Adrien en profita pour menotter son père plus efficacement avec les liens de Marinette et saluer Plagg. Avant de reprendre Marinette contre lui et se finalement soupirer de soulagement. Le combat était vraiment terminé.

«Adrien, c'était incroyablement risqué ce que tu as fait!» fit-elle émue.

«Pas exactement. Il ne savait pas grand-chose sur cette histoire de vœu. Et tu vois» commença-t-il doucement.

Adrien se détacha légèrement de Marinette et plaça la main qui portait sa bague contre le lobe de son oreille pour que les miraculous entre en contact. «S'il y avait un quelconque risque que les miraculous accordent ce vœu suprême simplement en les réunissant l'un contre l'autre, Tikki et Plagg nous auraient avertie de faire attention à ne pas les cogner ensemble. J'ai suffisamment joué dans ta chevelure en dormant avec toi pour les avoir inquiété avant si ça avait été si simple. Ma Lady, accepteras-tu de m'accompagner à un rendez-vous galant à présent?» conclu-t-il dans un même souffle, ne perdant pas une seconde son principale objectif de vu.
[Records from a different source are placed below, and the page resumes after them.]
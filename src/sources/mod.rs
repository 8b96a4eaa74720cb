//! External collaborators consumed by the pipeline.
//!
//! Camera, IMU, classifier and actuator are opaque capabilities. Frames are
//! owned by the camera's internal buffer pool: a task borrows one through a
//! [`FrameLease`], which hands the buffer back to the source when dropped,
//! on every exit path.

pub mod simulated;

use std::ops::Deref;

use crate::{
    error::Result,
    pipeline::{sample::Axes, timestamp::Timestamp},
};

pub use simulated::{IntensityClassifier, LineActuator, SimulatedCamera, SimulatedImu};

/// Capture clock value attached to a frame by the camera driver.
#[derive(Debug, Clone, Copy, Default, PartialEq, Eq)]
pub struct CaptureTime {
    pub secs: u64,
    pub micros: u32,
}

impl CaptureTime {
    pub fn timestamp(&self) -> Timestamp {
        Timestamp::from_capture_time(self.secs, self.micros)
    }
}

/// A buffer from the camera pool. `len` may be shorter than the buffer.
#[derive(Debug, Default)]
pub struct Frame {
    pub buf: Vec<u8>,
    pub len: usize,
    pub captured_at: CaptureTime,
}

impl Frame {
    pub fn bytes(&self) -> &[u8] {
        &self.buf[..self.len.min(self.buf.len())]
    }
}

pub trait CameraSource: Send {
    fn init(&mut self) -> Result<()> {
        Ok(())
    }

    /// May block waiting for hardware. Errors are transient capture failures.
    fn fetch(&mut self) -> Result<Frame>;

    /// Returns a buffer obtained from [`CameraSource::fetch`] to the pool.
    fn release(&mut self, frame: Frame);
}

/// Scoped borrow of one camera frame: exactly one `release` per successful
/// `fetch`, performed on drop.
pub struct FrameLease<'a, C: CameraSource + ?Sized> {
    source: &'a mut C,
    frame: Frame,
}

impl<'a, C: CameraSource + ?Sized> FrameLease<'a, C> {
    pub fn acquire(source: &'a mut C) -> Result<Self> {
        let frame = source.fetch()?;
        Ok(Self { source, frame })
    }
}

impl<C: CameraSource + ?Sized> Deref for FrameLease<'_, C> {
    type Target = Frame;

    fn deref(&self) -> &Frame {
        &self.frame
    }
}

impl<C: CameraSource + ?Sized> Drop for FrameLease<'_, C> {
    fn drop(&mut self) {
        let frame = std::mem::take(&mut self.frame);
        self.source.release(frame);
    }
}

pub trait ImuSource: Send {
    fn init(&mut self) -> Result<()> {
        Ok(())
    }

    /// Latest register snapshot; never blocks.
    fn read_acceleration(&mut self) -> Axes;
    fn read_rotation(&mut self) -> Axes;
}

/// Affine int8 quantization published alongside a model tensor.
#[derive(Debug, Clone, Copy, PartialEq)]
pub struct QuantParams {
    pub scale: f32,
    pub zero_point: i32,
}

impl QuantParams {
    pub fn dequantize(&self, q: i8) -> f32 {
        (i32::from(q) - self.zero_point) as f32 * self.scale
    }
}

#[derive(Debug, Clone, PartialEq)]
pub struct OutputTensor {
    pub data: Vec<i8>,
    pub quant: QuantParams,
}

pub trait Classifier: Send {
    fn init(&mut self) -> Result<()> {
        Ok(())
    }

    fn input_len(&self) -> usize;

    /// Synchronous and comparatively slow.
    fn infer(&mut self, input: &[i8]) -> Result<OutputTensor>;
}

/// One digital output line.
pub trait Actuator: Send {
    fn set(&mut self, on: bool);
}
Marinette éclata d'un léger rire doux. Elle n'en revenait pas. Il y avait tant à faire devant eux. Et Il ne pensait qu'à cela!

Ils venaient de battre le Papillon, de découvrir qu'il s'agissait de son père et ses jambes ne répondaient toujours pas complètement! Et sans parler du fait qu'il ne connaissait sa véritable identité et la vérité sur sa duperie depuis à peine quelques minutes! Mais tout ce qu'il voulait était de l'amener au cinéma!

«Tu devrais t'occuper de ta mère plutôt, elle peut peut-être encore être sauvée.» répondit-elle simplement en haussant les épaules.

Adrien glissa son pouce sur la main de Marinette qu'il tenait dans la sienne. «Ma mère est morte en faisant ce qu'elle aimait, en étant une héroïne. Si je ne lui souhaite qu'une chose, c'est de reposer en paix.» lui apprit Adrien en se relevant.

«Elle a donné sa vie pour sauver une femme enceinte et sa fille qui allaient être frappées par un bus à Lhasa.» raconta-t-il. Elle a été transportée à l'hôpital où son corps à été dérobé dès son arrivée. Mais même si son décès n'a jamais été prononcé officiellement, les ambulanciers m'ont apprit qu'elle était cliniquement morte durant le transport et qu'ils n'avaient pas pu la ranimer. Elle a été une héroïne jusqu'à la fin. C'est pour ça que j'ai eu tant de facilité à faire mon deuil. La femme qu'elle a sauvée m'a contacté il y a quelque temps. Elle a prénommé le petit Émile en son honneur. Une vie pour une vie. Un miracle sans bijoux magique. Alors, que dirais-tu d'aller voir un film super romantique?»

«C'est oui» ricana Marinette «Mais qu'est-ce qu'on fait de tes fans hystériques?»

Adrien glissa un bras sous ses genoux pour la porter. «Tu sauras que je suis un as du déguisement. Personne ne me reconnaîtra. Je peux même y aller en fille si tu as envie de faire le garçon.»

«Avec de tels biscotots, ça ne passera jamais.» se moqua-t-elle en caressant l'un des muscles en question avec délice.

«On pari?» la défia-t-il avec un sourire canaille.